I have a Silveright app that allows users to specify filters on a few different sets of persisted data. The persisted data can be XML or a relational database table. I'm using nHibernate for the database layer as I need to support different database options, Postgresql and MySQL at a minimum. The filter fields vary depending on which data set is being queried.

At the moment the filter is passed from the Silverlight client to the server as a string and I make use of the Dynamic LINQ class on the server to convert it to a LINQ query. That works well for the XML case where all the data has been loaded into memory but I'm not sure whether it's the best approach for the database.

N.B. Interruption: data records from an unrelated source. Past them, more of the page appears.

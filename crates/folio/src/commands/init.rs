//! Scaffold a blog in the current directory.

use std::fs;
use std::path::Path;

use anyhow::{Context, Result};

/// Run the init command.
pub async fn run(yes: bool) -> Result<()> {
    tracing::info!("Initializing folio...");
    scaffold(Path::new("."), yes)?;
    tracing::info!("Initialization complete!");
    tracing::info!("Run 'folio check' to validate your posts.");
    Ok(())
}

/// Write the config file and a sample post under `root`.
fn scaffold(root: &Path, yes: bool) -> Result<()> {
    let posts_dir = root.join("content").join("posts");

    if posts_dir.exists() && !yes {
        tracing::warn!("content/posts/ already exists. Use --yes to overwrite.");
        return Ok(());
    }
    fs::create_dir_all(&posts_dir).context("Failed to create content/posts directory")?;

    let config_path = root.join("blog.toml");
    if !config_path.exists() || yes {
        fs::write(&config_path, DEFAULT_CONFIG).context("Failed to write blog.toml")?;
        tracing::info!("Created blog.toml");
    }

    let post_path = posts_dir.join("hello-world.mdx");
    if !post_path.exists() || yes {
        fs::write(&post_path, DEFAULT_POST).context("Failed to write hello-world.mdx")?;
        tracing::info!("Created content/posts/hello-world.mdx");
    }

    Ok(())
}

const DEFAULT_CONFIG: &str = r#"# Folio Configuration

[site]
# Blog title
title = "My Blog"

# Date display locale: "ko" or "en"
locale = "ko"

[content]
# Directory containing .mdx posts
dir = "content/posts"

[list]
# Posts per page
page_size = 10

[export]
# Output of 'folio export'
output = "dist/posts.json"
"#;

const DEFAULT_POST: &str = r#"---
title: "Hello, World"
description: "The first post"
date: 2024-01-15
tags: [intro, folio]
published: true
---

# Hello, World

Welcome to the blog.

## Writing posts

Every post starts with a frontmatter block between `---` lines.

### Fields

`title` and `date` are required. `tags`, `description`, `updatedAt` and
`published` are optional.

## Next steps

Run `folio list` to see your posts.
"#;

#[cfg(test)]
mod tests {
    use super::*;
    use folio_mdx::{extract_toc, parse_mdx_content};
    use tempfile::tempdir;

    #[test]
    fn sample_post_is_valid() {
        let post = parse_mdx_content(DEFAULT_POST).ok().unwrap();

        assert_eq!(post.frontmatter.title, "Hello, World");
        assert_eq!(post.frontmatter.tags, vec!["intro", "folio"]);
        assert_eq!(extract_toc(&post.content).len(), 3);
    }

    #[test]
    fn sample_config_parses() {
        let config: crate::config::ConfigFile = toml::from_str(DEFAULT_CONFIG).unwrap();

        assert_eq!(config.content.dir, "content/posts");
    }

    #[test]
    fn scaffolds_files() {
        let temp = tempdir().unwrap();

        scaffold(temp.path(), false).unwrap();

        assert!(temp.path().join("blog.toml").exists());
        assert!(temp
            .path()
            .join("content/posts/hello-world.mdx")
            .exists());
    }

    #[test]
    fn keeps_existing_posts_without_yes() {
        let temp = tempdir().unwrap();
        let posts = temp.path().join("content").join("posts");
        fs::create_dir_all(&posts).unwrap();

        scaffold(temp.path(), false).unwrap();

        assert!(!temp.path().join("blog.toml").exists());
        assert!(!posts.join("hello-world.mdx").exists());
    }
}
//! Application layer for Palaver.
//!
//! This crate coordinates between the domain model and the storage
//! infrastructure: per-conversation stores, the per-project registry with
//! ambient project scoping, and the in-process registry of executing agent
//! turns.

pub mod project;
pub mod ral;
pub mod registry;
pub mod store;

pub use project::{current_project, with_project};
pub use ral::{RalHandle, RalRegistry};
pub use registry::{ConversationRegistry, ProjectHandle};
pub use store::ConversationStore;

My question is whether sending the filter as a string from the client and then parsing with the Dynamic LINQ library is the best approach? Will I be able to use the LINQ queries generated with nHibernate? Alternatively should I consider serialising an Expression object in Silverlight and pass that to the server? Or is there some other way?

I need my persited objects to provide a standard interface for access and there are a few of them so it's not an option to provide a different method interface for each filter required.

Below is an example of the interface my persistence classes support and the bit I'm struggling with is the whereExpression.

public interface ICustomerPersistor
{
    Customer Add(Customer customer);
    Customer Update(Customer customer);
    Customer Delete(Customer customer);
    Customer Get(Guid customerId);
    int Count(string whereExpression);
    Customer Get(string username, string password);
    List<Customer> Get(string whereExpression, int offset, int count);
}
+1  A: 

Have you considered ADO.NET Data Services? This allows you to perform LINQ queries over a REST API (backed by WCF) - but the tooling does all the heavy lifting...

Many (not all) of the standard LINQ filters (etc) are supported, and can be composed.

In particular, for querying data, ADO.NET Data Services should be fine - for updateing data you need to do more work (or use a separate, non-REST API for updates). I have a series of posts on my blog covering this for LINQ-to-SQL (the work should be similar for other LINQ providers).

Marc Gravell
Updates are ok it's really the queries I'm stuck on. I had a quick look on your blog and just one q. You are using ADO.Net data services to transport the query over REST but then on the server side you have full access to the query again to do as you wish? In my case use it with a diff LINQ provider
sipwiz
From what I remember, ADO.NET Data Services exposes the IQueryable<T> properties you choose to expose - so you expose your IQueryable<T>, and it does the rest. But unless you write your own provider you won't have *full* control. It will apply "Where", "OrderBy", "Skip", "Take", etc for you.